The University of Illinois just landed in the cancer research big leagues after the Cancer Center at Illinois secured a coveted National Cancer Institute designation this week. The nod puts Urbana–Champaign in an elite group, recognizing the center’s lab-focused work where engineering and oncology collide and opening the door for more of its homegrown discoveries to move into tests and trials. Campus leaders are calling it a milestone moment for research firepower in Illinois.
According to the National Cancer Institute, the Cancer Center at Illinois was added to the NCI directory in 2026 as a Basic Laboratory Cancer Center, making it just the eighth lab-focused center in the country. The NCI listing names Rohit Bhargava as director and shows its most recent update in mid April 2026.

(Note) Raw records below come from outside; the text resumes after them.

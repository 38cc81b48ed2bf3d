//! Invocation input and output types.

use crate::error::{ErrorKind, PipelineError};
use crate::youtube_api::PrivacyStatus;
use reqwest::Url;
use serde::{Deserialize, Serialize};

/// YouTube refuses titles longer than this many characters.
pub const MAX_TITLE_CHARS: usize = 100;

/// YouTube refuses descriptions longer than this many bytes.
pub const MAX_DESCRIPTION_BYTES: usize = 5000;

/// A request to publish one video object.
///
/// See: <https://developers.google.com/youtube/v3/docs/videos#properties>
#[derive(Debug, Clone, PartialEq, Eq, Serialize, Deserialize)]
pub struct UploadRequest {
    /// Key of the video object in the source bucket.
    pub s3_key: String,
    pub title: String,
    #[serde(default)]
    pub description: String,
    pub privacy_status: PrivacyStatus,
    /// Where to POST a notification once the invocation reaches a terminal state.
    #[serde(default, skip_serializing_if = "Option::is_none")]
    pub webhook_url: Option<String>,
}

impl UploadRequest {
    /// Parses the callback URL, if one was given.
    ///
    /// Only absolute `http` and `https` URLs are accepted.
    pub fn callback_url(&self) -> Result<Option<Url>, PipelineError> {
        self.webhook_url.as_deref().map(parse_callback_url).transpose()
    }

    /// Checks the request against YouTube's metadata constraints.
    ///
    /// Runs before any network call is made.
    pub fn validate(&self) -> Result<(), PipelineError> {
        let invalid = |msg: String| Err(PipelineError::InvalidRequest(msg));

        if self.s3_key.trim().is_empty() {
            return invalid("s3_key must not be empty".into());
        }
        if self.s3_key.starts_with('/') {
            return invalid(format!("s3_key {:?} must not start with '/'", self.s3_key));
        }

        if self.title.trim().is_empty() {
            return invalid("title must not be empty".into());
        }
        let title_chars = self.title.chars().count();
        if title_chars > MAX_TITLE_CHARS {
            return invalid(format!(
                "title is {title_chars} characters long, at most {MAX_TITLE_CHARS} are allowed"
            ));
        }
        if self.title.contains(['<', '>']) {
            return invalid("title must not contain '<' or '>'".into());
        }

        if self.description.len() > MAX_DESCRIPTION_BYTES {
            return invalid(format!(
                "description is {} bytes long, at most {MAX_DESCRIPTION_BYTES} are allowed",
                self.description.len()
            ));
        }
        if self.description.contains(['<', '>']) {
            return invalid("description must not contain '<' or '>'".into());
        }

        self.callback_url()?;
        Ok(())
    }
}

/// The outcome of a completed upload.
#[derive(Debug, Clone, PartialEq, Eq)]
pub struct UploadResult {
    pub video_id: String,
    pub url: String,
    /// `uploadStatus` as reported by YouTube in the final acknowledgement, if any.
    pub upload_status: Option<String>,
}

impl UploadResult {
    pub fn new(video_id: String, upload_status: Option<String>) -> Self {
        Self {
            url: canonical_url(&video_id),
            video_id,
            upload_status,
        }
    }
}

/// Short link for a YouTube video.
/// Parses a webhook URL, accepting only absolute `http` and `https` URLs.
pub fn parse_callback_url(raw: &str) -> Result<Url, PipelineError> {
    let url = Url::parse(raw).map_err(|e| {
        PipelineError::InvalidRequest(format!("webhook_url {raw:?} is not a valid URL: {e}"))
    })?;
    match url.scheme() {
        "http" | "https" => Ok(url),
        other => Err(PipelineError::InvalidRequest(format!(
            "webhook_url must use http or https, not {other}"
        ))),
    }
}

pub fn canonical_url(video_id: &str) -> String {
    format!("https://youtu.be/{video_id}")
}

/// Result of the (single) webhook delivery attempt.
#[derive(Debug, Clone, Copy, PartialEq, Eq, Default, Serialize)]
pub struct WebhookDeliveryOutcome {
    pub attempted: bool,
    pub succeeded: bool,
    pub status_code: Option<u16>,
}

/// The JSON document returned by an invocation.
#[derive(Debug, Clone, PartialEq, Eq, Serialize, Deserialize)]
#[serde(untagged)]
pub enum InvocationResponse {
    Success {
        youtube_video_id: String,
        url: String,
    },
    Failure {
        error: String,
        error_kind: ErrorKind,
    },
}

impl InvocationResponse {
    pub fn is_success(&self) -> bool {
        matches!(self, InvocationResponse::Success { .. })
    }
}

impl From<&UploadResult> for InvocationResponse {
    fn from(result: &UploadResult) -> Self {
        InvocationResponse::Success {
            youtube_video_id: result.video_id.clone(),
            url: result.url.clone(),
        }
    }
}

impl From<&PipelineError> for InvocationResponse {
    fn from(error: &PipelineError) -> Self {
        InvocationResponse::Failure {
            error: error.to_string(),
            error_kind: error.kind(),
        }
    }
}

/// Everything an invocation produced.
///
/// Only `response` is returned to the caller; `webhook` is kept for logging.
#[derive(Debug, Clone, PartialEq, Eq)]
pub struct InvocationReport {
    pub response: InvocationResponse,
    pub webhook: Option<WebhookDeliveryOutcome>,
}

#[cfg(test)]
mod tests {
    use super::*;
    use pretty_assertions::assert_eq;
    use serde_json::json;

    fn request() -> UploadRequest {
        UploadRequest {
            s3_key: "videos/match.mp4".into(),
            title: "Tennis Match Highlights".into(),
            description: String::new(),
            privacy_status: PrivacyStatus::Unlisted,
            webhook_url: None,
        }
    }

    #[test]
    fn parses_minimal_request() {
        let parsed: UploadRequest = serde_json::from_value(json!({
            "s3_key": "videos/match.mp4",
            "title": "Tennis Match Highlights",
            "privacy_status": "unlisted"
        }))
        .unwrap();
        assert_eq!(parsed, request());
        assert!(parsed.validate().is_ok());
    }

    #[test]
    fn rejects_unknown_privacy_status() {
        let parsed = serde_json::from_value::<UploadRequest>(json!({
            "s3_key": "videos/match.mp4",
            "title": "t",
            "privacy_status": "secret"
        }));
        assert!(parsed.is_err());
    }

    #[test]
    fn validation_rules() {
        let mut r = request();
        r.s3_key = "  ".into();
        assert_eq!(r.validate().unwrap_err().kind(), ErrorKind::InvalidRequest);

        let mut r = request();
        r.s3_key = "/videos/match.mp4".into();
        assert!(r.validate().is_err());

        let mut r = request();
        r.title = "x".repeat(MAX_TITLE_CHARS);
        assert!(r.validate().is_ok());
        r.title.push('x');
        assert!(r.validate().is_err());

        let mut r = request();
        r.title = "<script>".into();
        assert!(r.validate().is_err());

        let mut r = request();
        r.description = "é".repeat(MAX_DESCRIPTION_BYTES / 2 + 1);
        assert!(r.validate().is_err());

        let mut r = request();
        r.webhook_url = Some("ftp://example.com/hook".into());
        assert!(r.validate().is_err());

        let mut r = request();
        r.webhook_url = Some("not a url".into());
        assert!(r.callback_url().is_err());

        let mut r = request();
        r.webhook_url = Some("https://example.com/hook".into());
        assert_eq!(
            r.callback_url().unwrap().map(|u| u.to_string()),
            Some("https://example.com/hook".to_string())
        );
    }

    #[test]
    fn response_shapes() {
        let ok = InvocationResponse::from(&UploadResult::new("abc123".into(), None));
        assert_eq!(
            serde_json::to_value(&ok).unwrap(),
            json!({"youtube_video_id": "abc123", "url": "https://youtu.be/abc123"})
        );

        let err = InvocationResponse::from(&PipelineError::ObjectNotFound {
            bucket: "b".into(),
            key: "k".into(),
        });
        assert_eq!(
            serde_json::to_value(&err).unwrap(),
            json!({"error": "object s3://b/k does not exist", "error_kind": "ObjectNotFound"})
        );
    }
}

Where Engineering Meets Oncology
The Cancer Center at Illinois is built around a cancer-engineering strategy that pairs bioengineering, imaging and data-science teams to create new diagnostics and measurement tools. As outlined by the University of Illinois Cancer Center, those cross-disciplinary programs helped the center assemble the scientific depth and collaborative muscle the NCI looks for when it confers designation.
The NCI recognition also makes the center eligible to compete for infrastructure funding that supports shared resources, pilot studies and outreach work. The Cancer Center Support Grant (P30) is the federal infrastructure mechanism tied to NCI designation and helps pay for the labs, core facilities and trial coordination that move discoveries toward clinical tests, according to the NCI Public Affairs & Marketing Network.
Why The Designation Is A Big Deal
NCI classifies institutions as Basic Laboratory, Clinical or Comprehensive cancer centers, and the Basic Laboratory category is rare because it highlights places that focus on fundamental discovery rather than running sprawling clinical networks. The NCI directory lists only a small group of basic labs nationwide, which helps explain why university officials are treating the news as a serious step up the ladder.
For patients and regional hospitals, the practical payoff can include a steadier stream of federally supported research, stronger ties with other NCI centers and more capacity to turn lab breakthroughs into trials. University materials say CCIL will pursue translational partnerships with clinical centers and industry as it leans on the new designation to widen its reach across Illinois.
Crain’s Chicago Business first reported the development and has added local context. Crain’s Chicago Business noted that university leaders and researchers are already lining up next steps to scale pilot projects and clinical collaborations.